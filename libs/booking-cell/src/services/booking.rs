// libs/booking-cell/src/services/booking.rs
use std::sync::Arc;

use chrono::NaiveDate;
use tracing::info;

use shared_config::AppConfig;

use crate::models::{
    Appointment, BookAppointmentRequest, BookingError, ClosureReason, DayAvailability,
};
use crate::services::availability::{slot_template, AvailabilityService};
use crate::services::store::{BookingStore, SupabaseBookingStore};
use crate::services::validation;

/// Stateless booking pipeline for clients that keep their own form state:
/// the same validate -> re-check -> create sequence the wizard runs, in one
/// call.
pub struct BookingService<S: BookingStore> {
    store: Arc<S>,
    resolver: AvailabilityService<S>,
}

impl BookingService<SupabaseBookingStore> {
    pub fn new(config: &AppConfig) -> Self {
        Self::with_store(Arc::new(SupabaseBookingStore::new(config)))
    }
}

impl<S: BookingStore> BookingService<S> {
    pub fn with_store(store: Arc<S>) -> Self {
        Self {
            resolver: AvailabilityService::new(Arc::clone(&store)),
            store,
        }
    }

    pub async fn availability_for(&self, date: NaiveDate) -> Result<DayAvailability, BookingError> {
        self.resolver.resolve(date, None).await
    }

    /// Availability for the admin edit path: the appointment's own slot is
    /// not reported as taken.
    pub async fn availability_excluding(
        &self,
        date: NaiveDate,
        current_slot: &str,
    ) -> Result<DayAvailability, BookingError> {
        self.resolver.resolve(date, Some(current_slot)).await
    }

    pub async fn place(
        &self,
        request: BookAppointmentRequest,
        today: NaiveDate,
    ) -> Result<Appointment, BookingError> {
        validation::validate_name(&request.name).map_err(BookingError::ValidationError)?;
        validation::validate_phone(&request.phone).map_err(BookingError::ValidationError)?;
        validation::validate_consent(request.consent).map_err(BookingError::ValidationError)?;

        if request.date < today {
            return Err(BookingError::ValidationError(
                "Escolha uma data a partir de hoje".to_string(),
            ));
        }
        if validation::is_weekend(request.date) {
            return Err(BookingError::ClinicClosed(
                ClosureReason::Weekend.notice(),
            ));
        }
        if let Some(closure) = self.store.closure_on(request.date).await? {
            return Err(BookingError::ClinicClosed(
                ClosureReason::Closed {
                    description: closure.description,
                }
                .notice(),
            ));
        }

        if !slot_template().contains(&request.time_slot) {
            return Err(BookingError::ValidationError(
                "Escolha um horário".to_string(),
            ));
        }

        if !self.store.is_slot_free(request.date, &request.time_slot).await? {
            return Err(BookingError::SlotTaken);
        }

        let appointment = self.store.create(&request.into_draft()).await?;
        info!(
            "Appointment {} booked for {} at {}",
            appointment.id, appointment.date, appointment.time_slot
        );
        Ok(appointment)
    }
}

● **EXERCISE PROMPT**
Search the data for "services". Copy every matching line.

● **TASK SOLUTION**
filename libs/booking-cell/src/services/booking.rs
// libs/booking-cell/src/services/booking.rs
use crate::services::availability::{slot_template, AvailabilityService};
use crate::services::store::{BookingStore, SupabaseBookingStore};
use crate::services::validation;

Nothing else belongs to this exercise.